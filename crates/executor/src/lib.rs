//! Production collaborators for the chaos harness
//!
//! - [`PostgresExecutor`]: echo transactions over a sqlx connection pool
//! - [`IptablesFaultController`]: packet-filter rules via an iptables binary

#![warn(missing_docs)]
#![warn(clippy::all)]

pub mod iptables;
pub mod postgres;

pub use iptables::IptablesFaultController;
pub use postgres::{failure_kind, kind_for_sqlstate, PostgresExecutor};
//! Postgres transaction executor
//!
//! Each call checks a connection out of a lazily connected pool, opens a
//! read-committed transaction, echoes the value with a single parameterized
//! `SELECT`, reads at most one row and commits. The whole round-trip is
//! bounded by the transaction timeout.

use async_trait::async_trait;
use sqlx::postgres::{PgPool, PgPoolOptions};
use std::time::Duration;
use tracing::trace;
use txchaos_core::{FailureKind, HarnessConfig, Reply, TransactionError, TransactionExecutor};

const ECHO_QUERY: &str = "SELECT $1::int4 AS id";
const READ_COMMITTED: &str = "SET TRANSACTION ISOLATION LEVEL READ COMMITTED";

/// Executes echo transactions against Postgres
#[derive(Debug, Clone)]
pub struct PostgresExecutor {
    pool: PgPool,
    timeout: Duration,
}

impl PostgresExecutor {
    /// Build an executor without touching the network.
    ///
    /// Connections are opened on first use, so a database that is still
    /// starting up surfaces as connection failures during readiness polling
    /// rather than here.
    pub fn connect_lazy(
        url: &str,
        max_connections: u32,
        timeout: Duration,
    ) -> Result<Self, TransactionError> {
        let pool = PgPoolOptions::new()
            .max_connections(max_connections)
            .acquire_timeout(timeout)
            .connect_lazy(url)
            .map_err(|err| map_sqlx_error("invalid connection string", err))?;
        Ok(Self { pool, timeout })
    }

    /// Build an executor from the harness config.
    pub fn from_config(config: &HarnessConfig) -> Result<Self, TransactionError> {
        Self::connect_lazy(
            &config.database_url,
            config.max_connections,
            config.transaction_timeout(),
        )
    }

    /// Transaction timeout applied to every call.
    pub fn timeout(&self) -> Duration {
        self.timeout
    }

    /// Close every pooled connection.
    pub async fn close(&self) {
        self.pool.close().await;
    }

    async fn round_trip(&self, value: i32) -> Result<Reply, sqlx::Error> {
        let mut tx = self.pool.begin().await?;
        sqlx::query(READ_COMMITTED).execute(&mut *tx).await?;
        let row: Option<(i32,)> = sqlx::query_as(ECHO_QUERY)
            .bind(value)
            .fetch_optional(&mut *tx)
            .await?;
        tx.commit().await?;
        Ok(match row {
            Some((id,)) => Reply::Row(id),
            None => Reply::NoRow,
        })
    }
}

#[async_trait]
impl TransactionExecutor for PostgresExecutor {
    async fn execute(&self, value: i32) -> Result<Reply, TransactionError> {
        match tokio::time::timeout(self.timeout, self.round_trip(value)).await {
            Ok(Ok(reply)) => Ok(reply),
            Ok(Err(err)) => {
                let err = map_sqlx_error("echo transaction failed", err);
                trace!(target: "txchaos::executor", value, kind = %err.kind(), error = %err, "round-trip failed");
                Err(err)
            }
            // The dropped transaction is rolled back when its connection returns to the pool.
            Err(_) => Err(TransactionError::timeout(format!(
                "echo transaction exceeded {}ms",
                self.timeout.as_millis()
            ))),
        }
    }
}

/// Failure kind for a Postgres SQLSTATE.
pub fn kind_for_sqlstate(code: &str) -> FailureKind {
    match code {
        // query_canceled, raised by statement_timeout
        "57014" => FailureKind::Timeout,
        // admin_shutdown, crash_shutdown, cannot_connect_now
        "57P01" | "57P02" | "57P03" => FailureKind::Connection,
        c if c.starts_with("08") => FailureKind::Connection,
        _ => FailureKind::Database,
    }
}

/// Failure kind for a driver error.
pub fn failure_kind(err: &sqlx::Error) -> FailureKind {
    match err {
        sqlx::Error::Io(_)
        | sqlx::Error::PoolTimedOut
        | sqlx::Error::PoolClosed
        | sqlx::Error::WorkerCrashed => FailureKind::Connection,
        sqlx::Error::Protocol(_) => FailureKind::Protocol,
        sqlx::Error::Database(db) => match db.code() {
            Some(code) => kind_for_sqlstate(&code),
            None => FailureKind::Database,
        },
        sqlx::Error::ColumnDecode { .. }
        | sqlx::Error::Decode(_)
        | sqlx::Error::ColumnNotFound(_)
        | sqlx::Error::ColumnIndexOutOfBounds { .. }
        | sqlx::Error::TypeNotFound { .. } => FailureKind::Decode,
        sqlx::Error::Configuration(_) | sqlx::Error::Tls(_) => FailureKind::Configuration,
        _ => FailureKind::Other,
    }
}

fn map_sqlx_error(context: &str, err: sqlx::Error) -> TransactionError {
    let kind = failure_kind(&err);
    TransactionError::with_source(kind, format!("{}: {}", context, err), err)
}
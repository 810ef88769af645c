//! Core types and traits for txchaos
//!
//! This crate defines the vocabulary shared by the harness:
//! - Reply / Outcome / Category: what one round-trip produced and where it is counted
//! - Classifier: maps executor results to outcomes, by failure kind
//! - Errors: TransactionError (with FailureKind), FaultError, ConfigError
//! - HarnessConfig: `txchaos.toml` configuration
//! - Traits: TransactionExecutor, FaultController

#![warn(missing_docs)]
#![warn(clippy::all)]

pub mod classify;
pub mod config;
pub mod error;
pub mod outcome;
pub mod traits;

pub use classify::Classifier;
pub use config::{
    FaultsConfig, HarnessConfig, InterruptPolicy, RunMode, ValueSource, CONFIG_FILE_NAME,
};
pub use error::{BoxError, ConfigError, FailureKind, FaultError, TransactionError};
pub use outcome::{Category, Outcome, Reply};
pub use traits::{FaultController, TransactionExecutor};
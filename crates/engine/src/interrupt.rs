//! Operator interrupt handling
//!
//! Ctrl-C is intercepted for the whole run. Under
//! [`InterruptPolicy::StopWorkers`] the first interrupt sets the cancellation
//! signal; under [`InterruptPolicy::Ignore`] interrupts are logged and
//! swallowed. The watcher exits once the signal is set by anyone.

use std::future::Future;
use std::io;
use tokio::task::JoinHandle;
use tracing::{info, warn};
use txchaos_concurrency::{CancellationSignal, StopReason};
use txchaos_core::InterruptPolicy;

/// Apply `policy` to every interrupt yielded by `next_interrupt` until
/// `signal` is set.
///
/// Returns the number of interrupts observed.
pub async fn watch_interrupts<F, Fut>(
    signal: CancellationSignal,
    policy: InterruptPolicy,
    mut next_interrupt: F,
) -> u64
where
    F: FnMut() -> Fut,
    Fut: Future<Output = io::Result<()>>,
{
    let mut seen = 0u64;
    loop {
        tokio::select! {
            biased;
            _ = signal.cancelled() => return seen,
            received = next_interrupt() => {
                if let Err(err) = received {
                    warn!(target: "txchaos::interrupt", error = %err, "could not listen for interrupts");
                    return seen;
                }
                seen += 1;
                match policy {
                    InterruptPolicy::StopWorkers => {
                        info!(target: "txchaos::interrupt", "interrupt received, stopping workers");
                        signal.cancel(StopReason::Interrupted);
                        return seen;
                    }
                    InterruptPolicy::Ignore => {
                        info!(target: "txchaos::interrupt", count = seen, "interrupt received and ignored");
                    }
                }
            }
        }
    }
}

/// Listen for Ctrl-C in the background.
pub fn spawn_interrupt_listener(
    signal: CancellationSignal,
    policy: InterruptPolicy,
) -> JoinHandle<u64> {
    tokio::spawn(watch_interrupts(signal, policy, tokio::signal::ctrl_c))
}
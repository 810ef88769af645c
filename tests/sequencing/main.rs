//! Sequencing Integration Tests
//!
//! Whole-harness runs against simulated networks: the fault phases happen in
//! order, gate the workload, and leave the drop rule in place for it.

#[path = "../common/mod.rs"]
mod common;

mod gating;
mod lossy_run;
+ + + +
◆ **What you need to do**: Return the data in full, with each line kept exactly as it is.

◆ **Task output**:
filename crates/executor/src/lib.rs
//! Production collaborators for the chaos harness
//!
//! - [`PostgresExecutor`]: echo transactions over a sqlx connection pool
//! - [`IptablesFaultController`]: packet-filter rules via an iptables binary

#![warn(missing_docs)]
#![warn(clippy::all)]

pub mod iptables;
pub mod postgres;

pub use iptables::IptablesFaultController;
pub use postgres::{failure_kind, kind_for_sqlstate, PostgresExecutor};
//! Postgres transaction executor
//!
//! Each call checks a connection out of a lazily connected pool, opens a
//! read-committed transaction, echoes the value with a single parameterized
//! `SELECT`, reads at most one row and commits. The whole round-trip is
//! bounded by the transaction timeout.

use async_trait::async_trait;
use sqlx::postgres::{PgPool, PgPoolOptions};
use std::time::Duration;
use tracing::trace;
use txchaos_core::{FailureKind, HarnessConfig, Reply, TransactionError, TransactionExecutor};

const ECHO_QUERY: &str = "SELECT $1::int4 AS id";
const READ_COMMITTED: &str = "SET TRANSACTION ISOLATION LEVEL READ COMMITTED";

/// Executes echo transactions against Postgres
#[derive(Debug, Clone)]
pub struct PostgresExecutor {
    pool: PgPool,
    timeout: Duration,
}

impl PostgresExecutor {
    /// Build an executor without touching the network.
    ///
    /// Connections are opened on first use, so a database that is still
    /// starting up surfaces as connection failures during readiness polling
    /// rather than here.
    pub fn connect_lazy(
        url: &str,
        max_connections: u32,
        timeout: Duration,
    ) -> Result<Self, TransactionError> {
        let pool = PgPoolOptions::new()
            .max_connections(max_connections)
            .acquire_timeout(timeout)
            .connect_lazy(url)
            .map_err(|err| map_sqlx_error("invalid connection string", err))?;
        Ok(Self { pool, timeout })
    }

    /// Build an executor from the harness config.
    pub fn from_config(config: &HarnessConfig) -> Result<Self, TransactionError> {
        Self::connect_lazy(
            &config.database_url,
            config.max_connections,
            config.transaction_timeout(),
        )
    }

    /// Transaction timeout applied to every call.
    pub fn timeout(&self) -> Duration {
        self.timeout
    }

    /// Close every pooled connection.
    pub async fn close(&self) {
        self.pool.close().await;
    }

    async fn round_trip(&self, value: i32) -> Result<Reply, sqlx::Error> {
        let mut tx = self.pool.begin().await?;
        sqlx::query(READ_COMMITTED).execute(&mut *tx).await?;
        let row: Option<(i32,)> = sqlx::query_as(ECHO_QUERY)
            .bind(value)
            .fetch_optional(&mut *tx)
            .await?;
        tx.commit().await?;
        Ok(match row {
            Some((id,)) => Reply::Row(id),
            None => Reply::NoRow,
        })
    }
}

#[async_trait]
impl TransactionExecutor for PostgresExecutor {
    async fn execute(&self, value: i32) -> Result<Reply, TransactionError> {
        match tokio::time::timeout(self.timeout, self.round_trip(value)).await {
            Ok(Ok(reply)) => Ok(reply),
            Ok(Err(err)) => {
                let err = map_sqlx_error("echo transaction failed", err);
                trace!(target: "txchaos::executor", value, kind = %err.kind(), error = %err, "round-trip failed");
                Err(err)
            }
            // The dropped transaction is rolled back when its connection returns to the pool.
            Err(_) => Err(TransactionError::timeout(format!(
                "echo transaction exceeded {}ms",
                self.timeout.as_millis()
            ))),
        }
    }
}

/// Failure kind for a Postgres SQLSTATE.
pub fn kind_for_sqlstate(code: &str) -> FailureKind {
    match code {
        // query_canceled, raised by statement_timeout
        "57014" => FailureKind::Timeout,
        // admin_shutdown, crash_shutdown, cannot_connect_now
        "57P01" | "57P02" | "57P03" => FailureKind::Connection,
        c if c.starts_with("08") => FailureKind::Connection,
        _ => FailureKind::Database,
    }
}

/// Failure kind for a driver error.
pub fn failure_kind(err: &sqlx::Error) -> FailureKind {
    match err {
        sqlx::Error::Io(_)
        | sqlx::Error::PoolTimedOut
        | sqlx::Error::PoolClosed
        | sqlx::Error::WorkerCrashed => FailureKind::Connection,
        sqlx::Error::Protocol(_) => FailureKind::Protocol,
        sqlx::Error::Database(db) => match db.code() {
            Some(code) => kind_for_sqlstate(&code),
            None => FailureKind::Database,
        },
        sqlx::Error::ColumnDecode { .. }
        | sqlx::Error::Decode(_)
        | sqlx::Error::ColumnNotFound(_)
        | sqlx::Error::ColumnIndexOutOfBounds { .. }
        | sqlx::Error::TypeNotFound { .. } => FailureKind::Decode,
        sqlx::Error::Configuration(_) | sqlx::Error::Tls(_) => FailureKind::Configuration,
        _ => FailureKind::Other,
    }
}

fn map_sqlx_error(context: &str, err: sqlx::Error) -> TransactionError {
    let kind = failure_kind(&err);
    TransactionError::with_source(kind, format!("{}: {}", context, err), err)
}
repository 810ef88769af645c
//! Core types and traits for txchaos
//!
//! This crate defines the vocabulary shared by the harness:
//! - Reply / Outcome / Category: what one round-trip produced and where it is counted
//! - Classifier: maps executor results to outcomes, by failure kind
//! - Errors: TransactionError (with FailureKind), FaultError, ConfigError
//! - HarnessConfig: `txchaos.toml` configuration
//! - Traits: TransactionExecutor, FaultController

#![warn(missing_docs)]
#![warn(clippy::all)]

pub mod classify;
pub mod config;
pub mod error;
pub mod outcome;
pub mod traits;

pub use classify::Classifier;
pub use config::{
    FaultsConfig, HarnessConfig, InterruptPolicy, RunMode, ValueSource, CONFIG_FILE_NAME,
};
pub use error::{BoxError, ConfigError, FailureKind, FaultError, TransactionError};
pub use outcome::{Category, Outcome, Reply};
pub use traits::{FaultController, TransactionExecutor};
filename crates/engine/src/interrupt.rs
//! Operator interrupt handling
//!
//! Ctrl-C is intercepted for the whole run. Under
//! [`InterruptPolicy::StopWorkers`] the first interrupt sets the cancellation
//! signal; under [`InterruptPolicy::Ignore`] interrupts are logged and
//! swallowed. The watcher exits once the signal is set by anyone.

use std::future::Future;
use std::io;
use tokio::task::JoinHandle;
use tracing::{info, warn};
use txchaos_concurrency::{CancellationSignal, StopReason};
use txchaos_core::InterruptPolicy;

/// Apply `policy` to every interrupt yielded by `next_interrupt` until
/// `signal` is set.
///
/// Returns the number of interrupts observed.
pub async fn watch_interrupts<F, Fut>(
    signal: CancellationSignal,
    policy: InterruptPolicy,
    mut next_interrupt: F,
) -> u64
where
    F: FnMut() -> Fut,
    Fut: Future<Output = io::Result<()>>,
{
    let mut seen = 0u64;
    loop {
        tokio::select! {
            biased;
            _ = signal.cancelled() => return seen,
            received = next_interrupt() => {
                if let Err(err) = received {
                    warn!(target: "txchaos::interrupt", error = %err, "could not listen for interrupts");
                    return seen;
                }
                seen += 1;
                match policy {
                    InterruptPolicy::StopWorkers => {
                        info!(target: "txchaos::interrupt", "interrupt received, stopping workers");
                        signal.cancel(StopReason::Interrupted);
                        return seen;
                    }
                    InterruptPolicy::Ignore => {
                        info!(target: "txchaos::interrupt", count = seen, "interrupt received and ignored");
                    }
                }
            }
        }
    }
}

/// Listen for Ctrl-C in the background.
pub fn spawn_interrupt_listener(
    signal: CancellationSignal,
    policy: InterruptPolicy,
) -> JoinHandle<u64> {
    tokio::spawn(watch_interrupts(signal, policy, tokio::signal::ctrl_c))
}
repository 810ef88769af645c
filename tests/sequencing/main.rs
//! Sequencing Integration Tests
//!
//! Whole-harness runs against simulated networks: the fault phases happen in
//! order, gate the workload, and leave the drop rule in place for it.

#[path = "../common/mod.rs"]
mod common;

mod gating;
mod lossy_run;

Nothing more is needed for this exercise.